Kirsten's writing has an immediacy and emotional energy about it, while also being lyrical. When I first read the play I couldn't put it down: it felt fast and funny and amazingly moving. Exactly what you want to find in a script. Kirsten writes real people with real challenges and gives them an importance that elevates them and their quandaries to an almost mythic place. It is also, for me, a play that speaks deeply to an issue I think many of us find familiar: needing to feel at home in the world, and feeling that one has earned that place and belongs in it. The characters are all a little displaced, either because of race or class or the simple fact that they don't fit solidly into the mainstream culture of their moment.

What, if any, local resources are you tapping to develop this play?
Living in this city is a resource. It's a town of neighborhoods where community is often defined geographically. Knowing that and experiencing it first hand is helpful. At Emerson College, where I teach, I am also in the midst of working on a project about the 1970s in Boston and the forced school busing. I am steeping myself in the history of the interplay of races, communities, housing, and neighborhoods in this area. It's rich, painful, and fascinating material — and there are so many conversations to be had with folks who've lived through various iterations of this struggle in this area.

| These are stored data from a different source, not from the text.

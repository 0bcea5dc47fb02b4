//! Durable storage for the hub
//!
//! Each owning component gets a keyed on-disk map (`KvTable`) with atomic
//! insert/lookup/delete and a fold for startup index rebuilds. Records are
//! JSON blobs keyed by primary id. There are no cross-table transactions;
//! consistency comes from persist-then-publish sequencing and generation
//! fencing at the callers.

mod database;
mod kv;

pub use database::{Database, StorageError, StorageResult, table};
pub use kv::KvTable;
pub mod build_task;

pub use build_task::*;
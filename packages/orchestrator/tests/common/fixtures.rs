//! Test fixtures for creating test data.
//!
//! These go through the store traits, so the same fixture seeds either the
//! in-memory store or a Postgres harness.

use anyhow::{Result, ensure};
use chrono::Utc;
use orchestrator_core::common::{BuildTaskId, SourceId, SourceVersionId};
use orchestrator_core::domains::build_tasks::models::{BuildTask, BuildTaskConfig};
use orchestrator_core::domains::recording::models::{
    RecordingStatus, RecordingTask, RecordingTaskConfig,
};
use orchestrator_core::domains::versions::models::{Source, SourceVersion};
use orchestrator_core::kernel::store::ActionStagePlan;
use orchestrator_core::kernel::{InMemoryTaskStore, TaskStore};

/// A build task sitting in `action_build/running` with its recording batch
/// queued, as the controller leaves it while it waits on the workers.
pub struct QueuedBatch {
    pub build_task: BuildTask,
    pub source: Source,
    pub version: SourceVersion,
}

/// Run a build task through the knowledge stage by hand.
pub async fn queue_recording_batch<S: TaskStore>(
    store: &S,
    source_url: &str,
    chunk_batches: Vec<Vec<i64>>,
) -> Result<QueuedBatch> {
    let task = store
        .create_build_task(BuildTask::new(source_url, BuildTaskConfig::default()))
        .await?;

    let claimed = store.claim_build_task().await?;
    ensure!(
        claimed.as_ref().map(|t| t.id) == Some(task.id),
        "fixture expected to claim its own build task"
    );

    let started = store
        .begin_action_stage(
            task.id,
            ActionStagePlan {
                source_name: "fixture".to_string(),
                source_url: source_url.to_string(),
                commit_message: Some("fixture batch".to_string()),
                created_by: Some("tests".to_string()),
                chunk_batches,
                start_url: None,
                config: BuildTaskConfig::default(),
            },
        )
        .await?;

    // Claim again so the task is `running` and later fixtures claim their own.
    let build_task = store.claim_build_task().await?;
    ensure!(
        build_task.as_ref().map(|t| t.id) == Some(task.id),
        "fixture expected to re-claim its build task for the action stage"
    );

    Ok(QueuedBatch {
        build_task: build_task.unwrap_or(task),
        source: started.source,
        version: started.version,
    })
}

/// A pending recording task not tied to any build (in-memory store only).
pub fn insert_pending_task(store: &InMemoryTaskStore) -> RecordingTask {
    store.insert_recording_task(RecordingTask::new_pending(
        BuildTaskId::new(),
        SourceId::new(),
        vec![1, 2, 3],
        RecordingTaskConfig::for_version(SourceVersionId::new()),
    ))
}

/// A running task owned by a worker that went away `minutes_silent` ago.
pub fn insert_abandoned_task(
    store: &InMemoryTaskStore,
    attempt_count: i32,
    minutes_silent: i64,
) -> RecordingTask {
    let mut task = RecordingTask::new_pending(
        BuildTaskId::new(),
        SourceId::new(),
        vec![42],
        RecordingTaskConfig::for_version(SourceVersionId::new()),
    );
    task.status = RecordingStatus::Running;
    task.worker_id = Some("crashed-worker".to_string());
    task.attempt_count = attempt_count;
    task.last_heartbeat = Some(Utc::now() - chrono::Duration::minutes(minutes_silent));
    store.insert_recording_task(task)
}
//! Task store: the only state shared between controller and worker processes.
//!
//! Three narrow traits cover what each component needs:
//! - [`BuildTaskStore`] - claim and advance build tasks (controller)
//! - [`VersionStore`] - sources, versions and the publish swap (publisher)
//! - [`RecordingTaskStore`] - claim/heartbeat/reconcile recording tasks (worker pool)
//!
//! [`TaskStore`] is the umbrella implemented by anything providing all three.
//!
//! # Implementations
//!
//! ```text
//! PostgresTaskStore   production; every transition is one conditional statement
//!                     or one transaction, see domains/*/models
//! InMemoryTaskStore   single mutex; every method is atomic, used by tests
//! ```

mod memory;
mod postgres;

pub use memory::InMemoryTaskStore;
pub use postgres::PostgresTaskStore;

use std::time::Duration;

use anyhow::Result;
use async_trait::async_trait;

use crate::common::{BuildTaskId, RecordingTaskId, SourceId, SourceVersionId};
use crate::domains::build_tasks::models::{BuildTask, BuildTaskConfig};
use crate::domains::recording::models::{
    RecordingStatus, RecordingTask, RecordingTaskCounts, StaleRecoveryReport,
};
use crate::domains::versions::models::{Source, SourceVersion};
use crate::domains::versions::PublishError;

/// Everything the knowledge stage hands over to start the action stage.
#[derive(Debug, Clone)]
pub struct ActionStagePlan {
    pub source_name: String,
    pub source_url: String,
    pub commit_message: Option<String>,
    pub created_by: Option<String>,
    /// One recording task is created per batch.
    pub chunk_batches: Vec<Vec<i64>>,
    pub start_url: Option<String>,
    /// Build task config to persist (retry count etc.); the store fills in
    /// `source_version_id`.
    pub config: BuildTaskConfig,
}

/// Result of [`BuildTaskStore::begin_action_stage`].
#[derive(Debug, Clone)]
pub struct ActionStageStarted {
    pub source: Source,
    pub version: SourceVersion,
    pub recording_tasks: usize,
}

#[async_trait]
pub trait BuildTaskStore: Send + Sync {
    async fn create_build_task(&self, task: BuildTask) -> Result<BuildTask>;

    async fn find_build_task(&self, id: BuildTaskId) -> Result<Option<BuildTask>>;

    /// Atomically claim at most one pending build task.
    ///
    /// `init` tasks come back as `knowledge_build/running`; tasks in later
    /// stages come back `running` in their current stage.
    async fn claim_build_task(&self) -> Result<Option<BuildTask>>;

    /// In one transaction: find-or-create the source, insert the next
    /// `building` version, insert the recording batch and move the task to
    /// `action_build/pending`.
    ///
    /// Fails (and writes nothing) if the task is no longer
    /// `knowledge_build/running`.
    async fn begin_action_stage(
        &self,
        id: BuildTaskId,
        plan: ActionStagePlan,
    ) -> Result<ActionStageStarted>;

    /// Back to `pending` in the same stage, recording the error and config.
    async fn reset_build_task_for_retry(
        &self,
        id: BuildTaskId,
        config: &BuildTaskConfig,
        error: &str,
    ) -> Result<bool>;

    /// Move a running task to `error/error`.
    async fn fail_build_task(&self, id: BuildTaskId, error: &str) -> Result<bool>;

    /// Move a running `action_build` task to `completed/completed`.
    async fn complete_build_task(&self, id: BuildTaskId, summary: Option<&str>) -> Result<bool>;
}

#[async_trait]
pub trait VersionStore: Send + Sync {
    async fn find_source(&self, id: SourceId) -> Result<Option<Source>>;

    async fn find_source_version(&self, id: SourceVersionId) -> Result<Option<SourceVersion>>;

    async fn active_source_version(&self, source_id: SourceId) -> Result<Option<SourceVersion>>;

    async fn source_versions(&self, source_id: SourceId) -> Result<Vec<SourceVersion>>;

    /// The atomic swap: archive the active version, activate `version_id`,
    /// point the source at it.
    async fn swap_active_version(
        &self,
        version_id: SourceVersionId,
        source_id: SourceId,
    ) -> Result<SourceVersion, PublishError>;
}

#[async_trait]
pub trait RecordingTaskStore: Send + Sync {
    /// Atomically move one pending task to `running` owned by `worker_id`.
    async fn claim_recording_task(&self, worker_id: &str) -> Result<Option<RecordingTask>>;

    /// Renew heartbeats for the listed tasks still owned by `worker_id`.
    async fn heartbeat_recording_tasks(
        &self,
        ids: &[RecordingTaskId],
        worker_id: &str,
    ) -> Result<u64>;

    /// `running → completed`; `false` if the worker no longer owns the task.
    async fn complete_recording_task(&self, id: RecordingTaskId, worker_id: &str) -> Result<bool>;

    /// Count a failed attempt. Returns the new status, or `None` if the
    /// worker no longer owns the task.
    async fn fail_recording_task_attempt(
        &self,
        id: RecordingTaskId,
        worker_id: &str,
        error: &str,
        max_attempts: i32,
    ) -> Result<Option<RecordingStatus>>;

    async fn recover_stale_recording_tasks(
        &self,
        stale_after: Duration,
        max_attempts: i32,
    ) -> Result<StaleRecoveryReport>;

    async fn recording_task_counts(&self, build_task_id: BuildTaskId) -> Result<RecordingTaskCounts>;

    /// Pending or running tasks recording into `version_id`.
    async fn outstanding_tasks_for_version(&self, version_id: SourceVersionId) -> Result<i64>;

    async fn find_recording_task(&self, id: RecordingTaskId) -> Result<Option<RecordingTask>>;

    async fn recording_tasks_for_build_task(
        &self,
        build_task_id: BuildTaskId,
    ) -> Result<Vec<RecordingTask>>;
}

/// A store providing every table the orchestrator touches.
pub trait TaskStore: BuildTaskStore + VersionStore + RecordingTaskStore {}

impl<T> TaskStore for T where T: BuildTaskStore + VersionStore + RecordingTaskStore {}
// Main entry point for a build worker process
//
// Runs the build task controller and the recording worker pool against the
// shared task store until SIGINT/SIGTERM, then drains gracefully.

use std::sync::Arc;

use anyhow::{Context, Result};
use orchestrator_core::domains::build_tasks::BuildTaskController;
use orchestrator_core::domains::recording::RecordingTaskQueueWorker;
use orchestrator_core::kernel::{
    CommandKnowledgeBuilder, CommandLine, CommandTaskExecutor, PostgresTaskStore,
};
use orchestrator_core::{Config, MIGRATOR};
use sqlx::postgres::PgPoolOptions;
use tracing_subscriber::{layer::SubscriberExt, util::SubscriberInitExt};

#[tokio::main]
async fn main() -> Result<()> {
    // Initialize logging
    tracing_subscriber::registry()
        .with(
            tracing_subscriber::EnvFilter::try_from_default_env()
                .unwrap_or_else(|_| "info,orchestrator_core=debug,sqlx=warn".into()),
        )
        .with(tracing_subscriber::fmt::layer())
        .init();

    tracing::info!("Starting build worker");

    // Load configuration
    let config = Config::from_env().context("Failed to load configuration")?;
    let executor_command = CommandLine::parse(
        config
            .executor_command
            .as_deref()
            .context("EXECUTOR_COMMAND must be set")?,
    )
    .context("EXECUTOR_COMMAND is invalid")?;
    let builder_command = CommandLine::parse(
        config
            .knowledge_builder_command
            .as_deref()
            .context("KNOWLEDGE_BUILDER_COMMAND must be set")?,
    )
    .context("KNOWLEDGE_BUILDER_COMMAND is invalid")?;
    tracing::info!(worker_id = %config.worker.worker_id, "Configuration loaded");

    // Connect to database
    tracing::info!("Connecting to database...");
    let pool = PgPoolOptions::new()
        .max_connections(config.database_max_connections)
        .connect(&config.database_url)
        .await
        .context("Failed to connect to database")?;
    tracing::info!("Database connected");

    // Run migrations
    tracing::info!("Running database migrations...");
    MIGRATOR
        .run(&pool)
        .await
        .context("Failed to run migrations")?;
    tracing::info!("Migrations complete");

    let store = Arc::new(PostgresTaskStore::new(pool.clone()));

    let controller = BuildTaskController::new(
        store.clone(),
        Arc::new(CommandKnowledgeBuilder::new(builder_command)),
        config.controller.clone(),
    );
    let worker = RecordingTaskQueueWorker::new(
        store,
        Arc::new(CommandTaskExecutor::new(executor_command)),
        config.worker.clone(),
    );

    controller.start().await?;
    worker.start().await?;

    let signal = shutdown_signal().await;
    tracing::info!(signal, "Shutdown requested");

    controller.stop(&format!("worker shut down ({})", signal)).await;
    let report = worker.stop(config.drain_timeout).await;
    tracing::info!(
        drained = report.drained,
        abandoned = report.abandoned,
        "Build worker stopped"
    );

    pool.close().await;
    Ok(())
}

#[cfg(unix)]
async fn shutdown_signal() -> &'static str {
    use tokio::signal::unix::{SignalKind, signal};

    let mut terminate = match signal(SignalKind::terminate()) {
        Ok(stream) => stream,
        Err(e) => {
            tracing::warn!(error = %e, "Failed to install SIGTERM handler; only Ctrl-C will stop the worker");
            let _ = tokio::signal::ctrl_c().await;
            return "SIGINT";
        }
    };

    tokio::select! {
        _ = tokio::signal::ctrl_c() => "SIGINT",
        _ = terminate.recv() => "SIGTERM",
    }
}

#[cfg(not(unix))]
async fn shutdown_signal() -> &'static str {
    let _ = tokio::signal::ctrl_c().await;
    "Ctrl-C"
}
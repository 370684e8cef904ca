//! Recording task model and its queue statements.
//!
//! Every state change here is a single conditional `UPDATE`. Claims skip
//! locked rows, and follow-up updates (heartbeat, completion, failure) match on
//! `status = 'running' AND worker_id = $owner`, so a worker that lost its
//! claim to stale recovery can't overwrite whoever holds the task now.

use std::time::Duration;

use anyhow::Result;
use chrono::{DateTime, Utc};
use serde::{Deserialize, Serialize};
use sqlx::types::Json;
use sqlx::{FromRow, PgConnection, PgPool};

use crate::common::{BuildTaskId, RecordingTaskId, SourceId, SourceVersionId};

// ============================================================================
// Enums
// ============================================================================

#[derive(Debug, Clone, Copy, PartialEq, Eq, Hash, Serialize, Deserialize, sqlx::Type, Default)]
#[sqlx(type_name = "recording_status", rename_all = "snake_case")]
#[serde(rename_all = "snake_case")]
pub enum RecordingStatus {
    #[default]
    Pending,
    Running,
    Completed,
    Failed,
}

impl RecordingStatus {
    pub fn is_terminal(self) -> bool {
        matches!(self, RecordingStatus::Completed | RecordingStatus::Failed)
    }
}

impl std::fmt::Display for RecordingStatus {
    fn fmt(&self, f: &mut std::fmt::Formatter<'_>) -> std::fmt::Result {
        match self {
            RecordingStatus::Pending => write!(f, "pending"),
            RecordingStatus::Running => write!(f, "running"),
            RecordingStatus::Completed => write!(f, "completed"),
            RecordingStatus::Failed => write!(f, "failed"),
        }
    }
}

// ============================================================================
// Config
// ============================================================================

/// Typed view of `recording_tasks.config`.
#[derive(Debug, Clone, PartialEq, Serialize, Deserialize)]
#[serde(rename_all = "camelCase")]
pub struct RecordingTaskConfig {
    /// Version this task records into.
    pub source_version_id: SourceVersionId,

    /// Page the executor should open first, when the chunk doesn't imply one.
    #[serde(default, skip_serializing_if = "Option::is_none")]
    pub start_url: Option<String>,

    #[serde(flatten)]
    pub extra: serde_json::Map<String, serde_json::Value>,
}

impl RecordingTaskConfig {
    pub fn for_version(source_version_id: SourceVersionId) -> Self {
        Self {
            source_version_id,
            start_url: None,
            extra: serde_json::Map::new(),
        }
    }
}

// ============================================================================
// Model
// ============================================================================

#[derive(Debug, Clone, Serialize, Deserialize, FromRow)]
pub struct RecordingTask {
    pub id: RecordingTaskId,
    pub build_task_id: BuildTaskId,
    pub source_id: SourceId,
    pub chunk_ids: Json<Vec<i64>>,
    pub status: RecordingStatus,
    pub attempt_count: i32,
    pub last_heartbeat: Option<DateTime<Utc>>,
    pub worker_id: Option<String>,
    pub error_message: Option<String>,
    pub config: Json<RecordingTaskConfig>,
    pub created_at: DateTime<Utc>,
    pub updated_at: DateTime<Utc>,
    pub completed_at: Option<DateTime<Utc>>,
}

impl RecordingTask {
    pub fn new_pending(
        build_task_id: BuildTaskId,
        source_id: SourceId,
        chunk_ids: Vec<i64>,
        config: RecordingTaskConfig,
    ) -> Self {
        let now = Utc::now();
        Self {
            id: RecordingTaskId::new(),
            build_task_id,
            source_id,
            chunk_ids: Json(chunk_ids),
            status: RecordingStatus::Pending,
            attempt_count: 0,
            last_heartbeat: None,
            worker_id: None,
            error_message: None,
            config: Json(config),
            created_at: now,
            updated_at: now,
            completed_at: None,
        }
    }

    pub fn source_version_id(&self) -> SourceVersionId {
        self.config.source_version_id
    }

    /// Status after one more failed attempt.
    pub fn status_after_failure(attempt_count: i32, max_attempts: i32) -> RecordingStatus {
        if attempt_count + 1 < max_attempts {
            RecordingStatus::Pending
        } else {
            RecordingStatus::Failed
        }
    }

    /// Status (and attempt count) a stale sweep assigns to a running task.
    ///
    /// The lost run counts as an attempt when the task is re-queued; a task
    /// already at the limit fails without its count changing.
    pub fn recovered_from_stale(attempt_count: i32, max_attempts: i32) -> (RecordingStatus, i32) {
        if attempt_count < max_attempts {
            (RecordingStatus::Pending, attempt_count + 1)
        } else {
            (RecordingStatus::Failed, attempt_count)
        }
    }
}

/// Per-status totals for one build task's batch.
#[derive(Debug, Clone, Copy, Default, PartialEq, Eq, FromRow)]
pub struct RecordingTaskCounts {
    pub pending: i64,
    pub running: i64,
    pub completed: i64,
    pub failed: i64,
}

impl RecordingTaskCounts {
    pub fn total(&self) -> i64 {
        self.pending + self.running + self.completed + self.failed
    }

    /// Tasks not yet in a terminal state.
    pub fn outstanding(&self) -> i64 {
        self.pending + self.running
    }

    pub fn all_terminal(&self) -> bool {
        self.outstanding() == 0
    }
}

/// What one stale sweep changed.
#[derive(Debug, Clone, Copy, Default, PartialEq, Eq, FromRow)]
pub struct StaleRecoveryReport {
    pub requeued: i64,
    pub failed: i64,
}

impl StaleRecoveryReport {
    pub fn is_empty(&self) -> bool {
        self.requeued == 0 && self.failed == 0
    }
}

// =============================================================================
// SQL Queries
// =============================================================================

impl RecordingTask {
    pub async fn insert(&self, conn: &mut PgConnection) -> Result<Self> {
        let task = sqlx::query_as::<_, RecordingTask>(
            r#"
            INSERT INTO recording_tasks (
                id, build_task_id, source_id, chunk_ids, status, attempt_count,
                last_heartbeat, worker_id, error_message, config, created_at, updated_at, completed_at
            )
            VALUES ($1, $2, $3, $4, $5, $6, $7, $8, $9, $10, $11, $12, $13)
            RETURNING *
            "#,
        )
        .bind(self.id)
        .bind(self.build_task_id)
        .bind(self.source_id)
        .bind(&self.chunk_ids)
        .bind(self.status)
        .bind(self.attempt_count)
        .bind(self.last_heartbeat)
        .bind(&self.worker_id)
        .bind(&self.error_message)
        .bind(&self.config)
        .bind(self.created_at)
        .bind(self.updated_at)
        .bind(self.completed_at)
        .fetch_one(conn)
        .await?;
        Ok(task)
    }

    pub async fn find_by_id(id: RecordingTaskId, pool: &PgPool) -> Result<Option<Self>> {
        let task =
            sqlx::query_as::<_, RecordingTask>("SELECT * FROM recording_tasks WHERE id = $1")
                .bind(id)
                .fetch_optional(pool)
                .await?;
        Ok(task)
    }

    pub async fn find_for_build_task(build_task_id: BuildTaskId, pool: &PgPool) -> Result<Vec<Self>> {
        let tasks = sqlx::query_as::<_, RecordingTask>(
            "SELECT * FROM recording_tasks WHERE build_task_id = $1 ORDER BY created_at, id",
        )
        .bind(build_task_id)
        .fetch_all(pool)
        .await?;
        Ok(tasks)
    }

    /// Claim the oldest pending task for `worker_id`.
    ///
    /// Returns `None` when nothing is pending or every candidate was taken by
    /// a concurrent claimant; losing the race is not an error.
    pub async fn claim_next(worker_id: &str, pool: &PgPool) -> Result<Option<Self>> {
        let task = sqlx::query_as::<_, RecordingTask>(
            r#"
            UPDATE recording_tasks
            SET status = 'running',
                worker_id = $1,
                last_heartbeat = NOW(),
                updated_at = NOW()
            WHERE id = (
                SELECT id
                FROM recording_tasks
                WHERE status = 'pending'
                ORDER BY created_at, id
                LIMIT 1
                FOR UPDATE SKIP LOCKED
            )
            AND status = 'pending'
            RETURNING *
            "#,
        )
        .bind(worker_id)
        .fetch_optional(pool)
        .await?;
        Ok(task)
    }

    /// Renew the heartbeat of every listed task this worker still owns.
    pub async fn heartbeat_many(
        ids: &[RecordingTaskId],
        worker_id: &str,
        pool: &PgPool,
    ) -> Result<u64> {
        if ids.is_empty() {
            return Ok(0);
        }
        let result = sqlx::query(
            r#"
            UPDATE recording_tasks
            SET last_heartbeat = NOW(),
                updated_at = NOW()
            WHERE id = ANY($1)
              AND status = 'running'
              AND worker_id = $2
            "#,
        )
        .bind(ids)
        .bind(worker_id)
        .execute(pool)
        .await?;
        Ok(result.rows_affected())
    }

    pub async fn mark_completed(id: RecordingTaskId, worker_id: &str, pool: &PgPool) -> Result<bool> {
        let result = sqlx::query(
            r#"
            UPDATE recording_tasks
            SET status = 'completed',
                worker_id = NULL,
                error_message = NULL,
                completed_at = NOW(),
                updated_at = NOW()
            WHERE id = $1
              AND status = 'running'
              AND worker_id = $2
            "#,
        )
        .bind(id)
        .bind(worker_id)
        .execute(pool)
        .await?;
        Ok(result.rows_affected() == 1)
    }

    /// Count a failed attempt; re-queue while attempts remain, else fail.
    ///
    /// Returns the new status, or `None` if this worker no longer owns the task.
    pub async fn record_failed_attempt(
        id: RecordingTaskId,
        worker_id: &str,
        error: &str,
        max_attempts: i32,
        pool: &PgPool,
    ) -> Result<Option<RecordingStatus>> {
        let status = sqlx::query_scalar::<_, RecordingStatus>(
            r#"
            UPDATE recording_tasks
            SET attempt_count = attempt_count + 1,
                status = CASE
                    WHEN attempt_count + 1 < $3 THEN 'pending'::recording_status
                    ELSE 'failed'::recording_status
                END,
                completed_at = CASE WHEN attempt_count + 1 < $3 THEN NULL ELSE NOW() END,
                worker_id = NULL,
                error_message = $4,
                updated_at = NOW()
            WHERE id = $1
              AND status = 'running'
              AND worker_id = $2
            RETURNING status
            "#,
        )
        .bind(id)
        .bind(worker_id)
        .bind(max_attempts)
        .bind(error)
        .fetch_optional(pool)
        .await?;
        Ok(status)
    }

    /// Re-queue or fail every running task whose heartbeat is older than
    /// `stale_after`.
    ///
    /// Rows that are no longer running (or were renewed meanwhile) don't
    /// match, so concurrent sweeps and repeated sweeps are harmless.
    ///
    /// A re-queued task gets `attempt_count + 1` on purpose: the lost run
    /// was an attempt, and without the increment a task that crashes its
    /// worker every time would be re-queued forever.
    pub async fn recover_stale(
        stale_after: Duration,
        max_attempts: i32,
        pool: &PgPool,
    ) -> Result<StaleRecoveryReport> {
        let report = sqlx::query_as::<_, StaleRecoveryReport>(
            r#"
            WITH recovered AS (
                UPDATE recording_tasks
                SET status = CASE
                        WHEN attempt_count < $2 THEN 'pending'::recording_status
                        ELSE 'failed'::recording_status
                    END,
                    attempt_count = CASE
                        WHEN attempt_count < $2 THEN attempt_count + 1
                        ELSE attempt_count
                    END,
                    completed_at = CASE WHEN attempt_count < $2 THEN NULL ELSE NOW() END,
                    error_message = CASE
                        WHEN attempt_count < $2 THEN error_message
                        ELSE 'heartbeat lost after final attempt'
                    END,
                    worker_id = NULL,
                    updated_at = NOW()
                WHERE status = 'running'
                  AND last_heartbeat < NOW() - ($1 || ' milliseconds')::INTERVAL
                RETURNING status
            )
            SELECT
                COUNT(*) FILTER (WHERE status = 'pending') AS requeued,
                COUNT(*) FILTER (WHERE status = 'failed') AS failed
            FROM recovered
            "#,
        )
        .bind(stale_after.as_millis().to_string())
        .bind(max_attempts)
        .fetch_one(pool)
        .await?;
        Ok(report)
    }

    pub async fn counts_for_build_task(
        build_task_id: BuildTaskId,
        pool: &PgPool,
    ) -> Result<RecordingTaskCounts> {
        let counts = sqlx::query_as::<_, RecordingTaskCounts>(
            r#"
            SELECT
                COUNT(*) FILTER (WHERE status = 'pending') AS pending,
                COUNT(*) FILTER (WHERE status = 'running') AS running,
                COUNT(*) FILTER (WHERE status = 'completed') AS completed,
                COUNT(*) FILTER (WHERE status = 'failed') AS failed
            FROM recording_tasks
            WHERE build_task_id = $1
            "#,
        )
        .bind(build_task_id)
        .fetch_one(pool)
        .await?;
        Ok(counts)
    }

    pub async fn count_outstanding_for_version(
        version_id: SourceVersionId,
        pool: &PgPool,
    ) -> Result<i64> {
        let count = sqlx::query_scalar::<_, i64>(
            r#"
            SELECT COUNT(*)
            FROM recording_tasks
            WHERE config->>'sourceVersionId' = $1
              AND status IN ('pending', 'running')
            "#,
        )
        .bind(version_id.to_string())
        .fetch_one(pool)
        .await?;
        Ok(count)
    }
}

#[cfg(test)]
mod tests {
    use super::*;

    #[test]
    fn failures_requeue_until_the_last_attempt() {
        assert_eq!(RecordingTask::status_after_failure(0, 3), RecordingStatus::Pending);
        assert_eq!(RecordingTask::status_after_failure(1, 3), RecordingStatus::Pending);
        assert_eq!(RecordingTask::status_after_failure(2, 3), RecordingStatus::Failed);
    }

    #[test]
    fn stale_recovery_requeues_below_the_limit() {
        assert_eq!(
            RecordingTask::recovered_from_stale(1, 3),
            (RecordingStatus::Pending, 2)
        );
    }

    #[test]
    fn stale_recovery_fails_at_the_limit_without_counting() {
        assert_eq!(
            RecordingTask::recovered_from_stale(3, 3),
            (RecordingStatus::Failed, 3)
        );
    }

    #[test]
    fn counts_track_outstanding_work() {
        let counts = RecordingTaskCounts {
            pending: 1,
            running: 2,
            completed: 4,
            failed: 1,
        };
        assert_eq!(counts.total(), 8);
        assert_eq!(counts.outstanding(), 3);
        assert!(!counts.all_terminal());
        assert!(RecordingTaskCounts::default().all_terminal());
    }

    #[test]
    fn config_serializes_with_camel_case_version_key() {
        let version = SourceVersionId::new();
        let config = RecordingTaskConfig::for_version(version);
        let json = serde_json::to_value(&config).unwrap();
        assert_eq!(json["sourceVersionId"], version.to_string());
        assert!(json.get("startUrl").is_none());
    }
}
pub mod build_tasks;
pub mod recording;
pub mod versions;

How will directing Luck differ from your experience with Circle Mirror Transformation?
Completely different! Annie Baker's writing in Circle Mirror Transformation is much more contained, and the goal in our rehearsal room was to find stillness and meaning in the silences. Kirsten's writing in The Luck of the Irish is expansive: she is crossing races, generations, neighborhoods, cultures, years! The Luck of the Irish has an epic feel to me. It's about reaching across as much as it is about searching within. It leads to a different energy in the rehearsal room and in the theatre.

How does directing a world premiere differ from directing an established work (say, Shakespeare)?
Actually a new play and Shakespeare have more in common for me than an established contemporary work that has already had several successful productions. For me, both new play work and Shakespeare require you to think through every moment verbally, visually, emotionally. You don't know what the gift of the moment can be: if one thread in a play is brought out more than others, you have an entirely different production and an audience takes away a different play. It's a fascinating journey.